「レバナスで爆益!」「SOXLで人生逆転!」——SNSでよく見るこれらの商品。実は初心者が長期保有すると、想像以上に危険な落とし穴があります。仕組みから具体例まで、FPねこが警告します。
レバナス・SOXLとは:値動きを2〜3倍にする商品
「レバナス」はナスダック100指数の値動きの2倍を目指す投資信託、「SOXL」は米国の半導体株指数の3倍を目指すETFです。これらは「レバレッジ型」と呼ばれ、上がるときは2〜3倍に大きく儲かりますが、下がるときも2〜3倍の損失になります。値動きが極端に激しい商品です。
最大の落とし穴:「逓減(ていげん)」
レバレッジ型の本当の怖さは「逓減」にあります。これは相場が上下を繰り返すだけで、じわじわ価値が削られていく現象です。レバレッジ型は「1日ごとの値動き」を2〜3倍にする設計のため、上下動を繰り返すと複利の計算上、元の指数が同じ水準に戻っても、レバレッジ商品はマイナスになってしまうのです。
具体例:上下するだけで元本割れ
元の指数が「100→90→100」と動いて元に戻ったとします。ところが3倍レバレッジだと、100→(−30%)70→(+33%)約93。

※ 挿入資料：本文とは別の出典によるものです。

//! Fork-owned timers.
//!
//! Timers run as tokio tasks raced against a [`CancellationToken`]. The
//! token is the disposable: tearing the owning fork down cancels the
//! timer, and a timer that already fired cancels as a no-op. Each task
//! runs a completion callback once it is done, fired or cancelled, which
//! the owning context uses to drop the timer from its fork.

use std::future::Future;
use std::panic::AssertUnwindSafe;
use std::time::Duration;

use futures_util::FutureExt;
use tokio::runtime::Handle;
use tokio_util::sync::CancellationToken;
use tracing::{debug, error};

use chorus_types::error::{Result, RuntimeError};

use crate::disposable::Disposable;

/// Handle to a running timeout or interval.
#[derive(Debug, Clone)]
pub struct TimerHandle {
    token: CancellationToken,
    label: &'static str,
}

impl TimerHandle {
    pub(crate) fn new(label: &'static str) -> Self {
        Self {
            token: CancellationToken::new(),
            label,
        }
    }

    /// Stop the timer. Idempotent.
    pub fn cancel(&self) {
        self.token.cancel();
    }

    /// Whether the timer was cancelled.
    pub fn is_cancelled(&self) -> bool {
        self.token.is_cancelled()
    }
}

impl Disposable for TimerHandle {
    fn describe(&self) -> String {
        self.label.to_string()
    }

    fn dispose(self: Box<Self>) -> Result<()> {
        self.cancel();
        Ok(())
    }
}

fn current_handle(operation: &str) -> Result<Handle> {
    Handle::try_current().map_err(|_| RuntimeError::NoAsyncRuntime {
        operation: operation.to_string(),
    })
}

/// Run `task` once after `delay`, unless cancelled first.
pub fn set_timeout<F>(delay: Duration, task: F) -> Result<TimerHandle>
where
    F: Future<Output = ()> + Send + 'static,
{
    let timer = TimerHandle::new("timeout");
    timer.start_timeout(delay, task, || {})?;
    Ok(timer)
}

/// Run `tick` every `period` until cancelled. The first run happens one
/// full period after the call.
///
/// A panicking tick is logged and the interval keeps running.
pub fn set_interval<F, Fut>(period: Duration, tick: F) -> Result<TimerHandle>
where
    F: FnMut() -> Fut + Send + 'static,
    Fut: Future<Output = ()> + Send + 'static,
{
    let timer = TimerHandle::new("interval");
    timer.start_interval(period, tick, || {})?;
    Ok(timer)
}

impl TimerHandle {
    pub(crate) fn start_timeout<F, D>(&self, delay: Duration, task: F, on_done: D) -> Result<()>
    where
        F: Future<Output = ()> + Send + 'static,
        D: FnOnce() + Send + 'static,
    {
        let handle = current_handle("set_timeout")?;
        let cancel = self.token.clone();

        handle.spawn(async move {
            tokio::select! {
                _ = cancel.cancelled() => {
                    debug!(?delay, "timeout cancelled");
                }
                _ = tokio::time::sleep(delay) => {
                    if AssertUnwindSafe(task).catch_unwind().await.is_err() {
                        error!(?delay, "timeout task panicked");
                    }
                }
            }
            on_done();
        });
        Ok(())
    }

    pub(crate) fn start_interval<F, Fut, D>(
        &self,
        period: Duration,
        mut tick: F,
        on_done: D,
    ) -> Result<()>
    where
        F: FnMut() -> Fut + Send + 'static,
        Fut: Future<Output = ()> + Send + 'static,
        D: FnOnce() + Send + 'static,
    {
        if period.is_zero() {
            return Err(RuntimeError::ConfigInvalid {
                reason: "interval period must be non-zero".into(),
            });
        }
        let handle = current_handle("set_interval")?;
        let cancel = self.token.clone();

        handle.spawn(async move {
            let mut timer = tokio::time::interval(period);
            // First tick fires immediately.
            timer.tick().await;

            loop {
                tokio::select! {
                    _ = cancel.cancelled() => {
                        debug!(?period, "interval cancelled");
                        break;
                    }
                    _ = timer.tick() => {
                        let run = AssertUnwindSafe(async { tick().await }).catch_unwind();
                        if run.await.is_err() {
                            error!(?period, "interval tick panicked");
                        }
                    }
                }
            }
            on_done();
        });
        Ok(())
    }
}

指数は元に戻ったのに、レバレッジ商品は約7%もマイナスになっています。上下動が激しいほど、この目減りが積み重なります。横ばいの相場が続くだけで、レバレッジ商品はジリジリ減っていくのです。


暴落からの回復が絶望的に難しい
レバレッジ商品の怖さは、暴落後の回復にもあります。たとえば50%下落した場合、元に戻すには100%の上昇が必要です。3倍レバレッジで暴落すると、下落幅も3倍。そこから元の水準まで戻すには、気の遠くなるような上昇が必要になります。一度の大暴落で再起不能になりかねないのが、レバレッジ商品の本当の恐ろしさです。
なぜSNSで人気になるのか
レバレッジ商品がSNSで話題になりやすいのは、上昇相場では「短期間で資産が2倍3倍になった」という派手な成功報告が生まれるからです。しかし、そうした投稿はたまたま上昇局面にいた人の声であり、その後の暴落で大きく減らした人の声は表に出にくいもの。SNSは成功談ばかりが目立つ「生存者バイアス」がかかりやすい場所です。華やかな報告の裏に、静かに退場していった多くの人がいることを忘れないようにしましょう。


初心者が知っておくべきこと
- 上下動だけで価値が減る(逓減):長期保有ほど不利に働きやすい
- 暴落時のダメージが甚大:3倍下落から元に戻すのは至難
- 信託報酬も高め:通常のインデックスより手数料が高い
- 短期トレード用の商品:長期の資産形成には不向き


結局どうすればいい?
レバナスやSOXLは、上昇相場では大きく儲かる一方、「逓減」と暴落で長期保有には致命的な弱点があります。初心者の資産形成の土台は、レバレッジなしのインデックス(オルカン・S&P500)で十分です。SNSの「爆益」報告は、たまたま上昇局面だった人の声であることも多いもの。地味でも堅実な王道を選びましょう。